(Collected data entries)
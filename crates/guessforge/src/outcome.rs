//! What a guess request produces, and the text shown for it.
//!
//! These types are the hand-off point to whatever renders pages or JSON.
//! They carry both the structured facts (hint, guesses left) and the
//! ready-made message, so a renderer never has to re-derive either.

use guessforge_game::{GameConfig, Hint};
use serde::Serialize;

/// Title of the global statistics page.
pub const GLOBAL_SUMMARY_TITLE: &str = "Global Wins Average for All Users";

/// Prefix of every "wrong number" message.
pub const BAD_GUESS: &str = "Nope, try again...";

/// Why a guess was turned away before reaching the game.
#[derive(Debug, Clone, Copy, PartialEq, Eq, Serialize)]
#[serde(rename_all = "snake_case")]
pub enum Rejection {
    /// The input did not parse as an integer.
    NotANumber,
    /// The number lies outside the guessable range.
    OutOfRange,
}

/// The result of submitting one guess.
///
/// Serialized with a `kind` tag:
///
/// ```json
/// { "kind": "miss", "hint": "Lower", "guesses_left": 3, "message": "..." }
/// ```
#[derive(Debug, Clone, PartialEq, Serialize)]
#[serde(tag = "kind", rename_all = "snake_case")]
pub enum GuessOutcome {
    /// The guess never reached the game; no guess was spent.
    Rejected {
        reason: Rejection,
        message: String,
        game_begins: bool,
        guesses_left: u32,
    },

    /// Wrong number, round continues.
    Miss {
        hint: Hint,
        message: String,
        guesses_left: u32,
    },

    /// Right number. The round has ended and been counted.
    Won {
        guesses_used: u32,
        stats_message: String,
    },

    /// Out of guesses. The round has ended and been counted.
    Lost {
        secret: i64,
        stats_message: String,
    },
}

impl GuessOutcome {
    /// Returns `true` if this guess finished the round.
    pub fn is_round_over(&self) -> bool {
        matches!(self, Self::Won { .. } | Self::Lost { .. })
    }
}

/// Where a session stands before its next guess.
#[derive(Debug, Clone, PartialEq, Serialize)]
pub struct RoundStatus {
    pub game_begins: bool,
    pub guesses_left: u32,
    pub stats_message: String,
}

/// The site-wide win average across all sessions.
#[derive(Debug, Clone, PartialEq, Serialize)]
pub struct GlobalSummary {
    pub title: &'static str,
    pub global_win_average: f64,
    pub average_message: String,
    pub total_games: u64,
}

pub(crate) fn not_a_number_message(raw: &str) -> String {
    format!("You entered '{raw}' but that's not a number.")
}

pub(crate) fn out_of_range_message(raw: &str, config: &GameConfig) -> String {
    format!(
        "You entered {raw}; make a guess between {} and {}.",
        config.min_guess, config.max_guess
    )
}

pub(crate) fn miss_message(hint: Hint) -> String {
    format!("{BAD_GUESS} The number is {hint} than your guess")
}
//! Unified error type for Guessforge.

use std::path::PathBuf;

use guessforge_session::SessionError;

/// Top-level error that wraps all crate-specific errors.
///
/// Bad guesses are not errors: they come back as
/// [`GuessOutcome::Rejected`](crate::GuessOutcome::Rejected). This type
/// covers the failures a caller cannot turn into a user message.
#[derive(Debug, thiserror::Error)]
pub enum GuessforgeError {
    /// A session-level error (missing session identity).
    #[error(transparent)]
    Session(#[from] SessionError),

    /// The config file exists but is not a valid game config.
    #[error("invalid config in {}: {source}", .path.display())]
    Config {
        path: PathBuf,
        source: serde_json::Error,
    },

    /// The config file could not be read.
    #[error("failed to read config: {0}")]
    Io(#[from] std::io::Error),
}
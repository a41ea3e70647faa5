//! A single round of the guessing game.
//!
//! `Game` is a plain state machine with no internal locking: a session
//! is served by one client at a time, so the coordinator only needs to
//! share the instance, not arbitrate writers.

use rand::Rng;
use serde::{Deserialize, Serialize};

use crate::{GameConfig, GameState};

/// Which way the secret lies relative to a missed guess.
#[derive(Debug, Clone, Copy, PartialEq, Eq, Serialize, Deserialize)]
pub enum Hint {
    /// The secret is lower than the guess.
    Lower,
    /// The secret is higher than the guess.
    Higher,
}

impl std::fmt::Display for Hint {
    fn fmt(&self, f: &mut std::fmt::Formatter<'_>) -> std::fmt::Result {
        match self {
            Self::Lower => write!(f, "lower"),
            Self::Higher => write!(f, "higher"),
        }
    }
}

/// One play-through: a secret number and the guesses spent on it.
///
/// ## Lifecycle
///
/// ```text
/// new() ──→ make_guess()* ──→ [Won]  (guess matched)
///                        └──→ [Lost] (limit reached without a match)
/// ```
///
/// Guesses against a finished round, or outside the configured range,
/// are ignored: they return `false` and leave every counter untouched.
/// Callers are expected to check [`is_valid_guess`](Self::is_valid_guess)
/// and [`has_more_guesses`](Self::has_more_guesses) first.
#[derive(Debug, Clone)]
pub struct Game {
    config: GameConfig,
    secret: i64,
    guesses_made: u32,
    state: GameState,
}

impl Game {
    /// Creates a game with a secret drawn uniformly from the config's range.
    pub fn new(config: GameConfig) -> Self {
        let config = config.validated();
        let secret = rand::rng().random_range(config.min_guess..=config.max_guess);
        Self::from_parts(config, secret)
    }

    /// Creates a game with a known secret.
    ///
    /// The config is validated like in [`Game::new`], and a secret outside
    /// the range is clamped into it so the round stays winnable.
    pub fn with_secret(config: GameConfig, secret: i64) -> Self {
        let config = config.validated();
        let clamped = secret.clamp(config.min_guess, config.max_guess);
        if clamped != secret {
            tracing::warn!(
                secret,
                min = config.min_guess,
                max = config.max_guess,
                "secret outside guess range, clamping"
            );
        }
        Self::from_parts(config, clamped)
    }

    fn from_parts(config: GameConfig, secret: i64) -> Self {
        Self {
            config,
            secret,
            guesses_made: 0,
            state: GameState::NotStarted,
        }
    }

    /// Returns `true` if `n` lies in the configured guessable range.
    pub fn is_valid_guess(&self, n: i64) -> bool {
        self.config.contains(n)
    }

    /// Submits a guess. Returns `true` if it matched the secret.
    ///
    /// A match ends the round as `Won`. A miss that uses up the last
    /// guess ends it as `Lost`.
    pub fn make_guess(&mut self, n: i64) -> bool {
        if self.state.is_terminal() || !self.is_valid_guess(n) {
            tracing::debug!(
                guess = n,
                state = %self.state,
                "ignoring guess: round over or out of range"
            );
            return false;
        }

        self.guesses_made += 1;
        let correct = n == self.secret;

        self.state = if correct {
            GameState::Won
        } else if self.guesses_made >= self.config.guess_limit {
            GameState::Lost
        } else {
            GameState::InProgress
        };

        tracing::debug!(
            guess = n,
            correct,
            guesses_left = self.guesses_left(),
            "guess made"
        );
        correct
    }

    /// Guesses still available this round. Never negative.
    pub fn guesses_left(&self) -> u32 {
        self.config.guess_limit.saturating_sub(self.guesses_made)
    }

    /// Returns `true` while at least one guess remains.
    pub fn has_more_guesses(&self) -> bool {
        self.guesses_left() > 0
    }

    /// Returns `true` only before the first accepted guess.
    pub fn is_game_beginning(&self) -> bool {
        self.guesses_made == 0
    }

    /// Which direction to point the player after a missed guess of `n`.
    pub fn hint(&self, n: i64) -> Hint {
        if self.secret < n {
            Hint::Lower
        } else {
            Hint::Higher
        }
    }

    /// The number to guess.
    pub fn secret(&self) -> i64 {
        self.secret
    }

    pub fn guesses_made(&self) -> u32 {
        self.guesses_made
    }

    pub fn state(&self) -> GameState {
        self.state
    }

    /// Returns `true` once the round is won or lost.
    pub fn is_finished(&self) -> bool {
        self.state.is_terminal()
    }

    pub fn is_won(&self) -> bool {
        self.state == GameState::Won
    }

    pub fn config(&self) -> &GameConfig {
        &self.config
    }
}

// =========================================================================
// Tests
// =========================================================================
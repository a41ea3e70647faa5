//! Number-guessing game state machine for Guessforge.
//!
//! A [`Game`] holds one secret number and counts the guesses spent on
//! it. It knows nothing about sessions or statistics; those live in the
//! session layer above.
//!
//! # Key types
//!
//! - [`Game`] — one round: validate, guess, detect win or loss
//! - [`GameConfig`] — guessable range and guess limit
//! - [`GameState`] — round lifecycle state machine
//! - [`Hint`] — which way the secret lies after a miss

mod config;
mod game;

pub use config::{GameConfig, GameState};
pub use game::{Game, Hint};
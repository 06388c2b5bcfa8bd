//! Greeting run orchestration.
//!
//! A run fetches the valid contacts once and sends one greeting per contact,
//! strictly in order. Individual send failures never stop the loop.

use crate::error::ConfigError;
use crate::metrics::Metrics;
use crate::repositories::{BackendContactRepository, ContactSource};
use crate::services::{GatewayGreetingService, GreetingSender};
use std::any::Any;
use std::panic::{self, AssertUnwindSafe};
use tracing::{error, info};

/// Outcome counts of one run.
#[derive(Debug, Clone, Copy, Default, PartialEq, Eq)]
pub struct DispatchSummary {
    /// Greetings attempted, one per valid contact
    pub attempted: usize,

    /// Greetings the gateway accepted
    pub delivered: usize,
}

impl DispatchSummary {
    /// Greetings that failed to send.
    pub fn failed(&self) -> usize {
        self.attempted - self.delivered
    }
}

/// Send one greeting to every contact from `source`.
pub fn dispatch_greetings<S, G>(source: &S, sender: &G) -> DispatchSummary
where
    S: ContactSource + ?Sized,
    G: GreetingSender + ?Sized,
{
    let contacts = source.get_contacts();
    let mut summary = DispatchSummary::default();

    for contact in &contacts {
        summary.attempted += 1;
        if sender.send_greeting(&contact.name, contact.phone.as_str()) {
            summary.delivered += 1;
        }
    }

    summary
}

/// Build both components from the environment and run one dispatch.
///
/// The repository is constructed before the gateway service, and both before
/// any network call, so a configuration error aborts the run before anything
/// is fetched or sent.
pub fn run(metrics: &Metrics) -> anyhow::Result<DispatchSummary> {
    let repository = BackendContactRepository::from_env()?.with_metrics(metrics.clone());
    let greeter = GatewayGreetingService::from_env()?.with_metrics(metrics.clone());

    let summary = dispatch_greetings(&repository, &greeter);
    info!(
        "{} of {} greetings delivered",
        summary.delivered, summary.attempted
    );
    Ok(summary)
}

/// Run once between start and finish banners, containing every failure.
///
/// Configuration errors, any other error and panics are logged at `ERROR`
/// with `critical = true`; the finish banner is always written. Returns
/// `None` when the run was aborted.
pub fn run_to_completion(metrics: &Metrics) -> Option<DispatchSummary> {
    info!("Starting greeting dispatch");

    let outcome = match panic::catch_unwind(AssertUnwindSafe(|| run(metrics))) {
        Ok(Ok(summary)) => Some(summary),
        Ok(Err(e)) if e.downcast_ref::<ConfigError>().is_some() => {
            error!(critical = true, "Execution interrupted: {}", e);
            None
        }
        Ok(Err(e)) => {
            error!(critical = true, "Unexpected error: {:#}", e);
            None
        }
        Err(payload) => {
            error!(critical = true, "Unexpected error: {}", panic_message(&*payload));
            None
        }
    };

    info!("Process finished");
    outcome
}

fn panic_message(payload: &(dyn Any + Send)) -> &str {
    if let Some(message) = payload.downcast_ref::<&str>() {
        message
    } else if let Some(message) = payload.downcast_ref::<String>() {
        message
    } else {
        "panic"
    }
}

_Exercise objective_. Search the entries above for the string "every". Copy each line that holds it.

_Reply to the task_.
/// Prefix of every "wrong number" message.
/// are ignored: they return `false` and leave every counter untouched.
/// Send one greeting to every contact from `source`.
/// Run once between start and finish banners, containing every failure.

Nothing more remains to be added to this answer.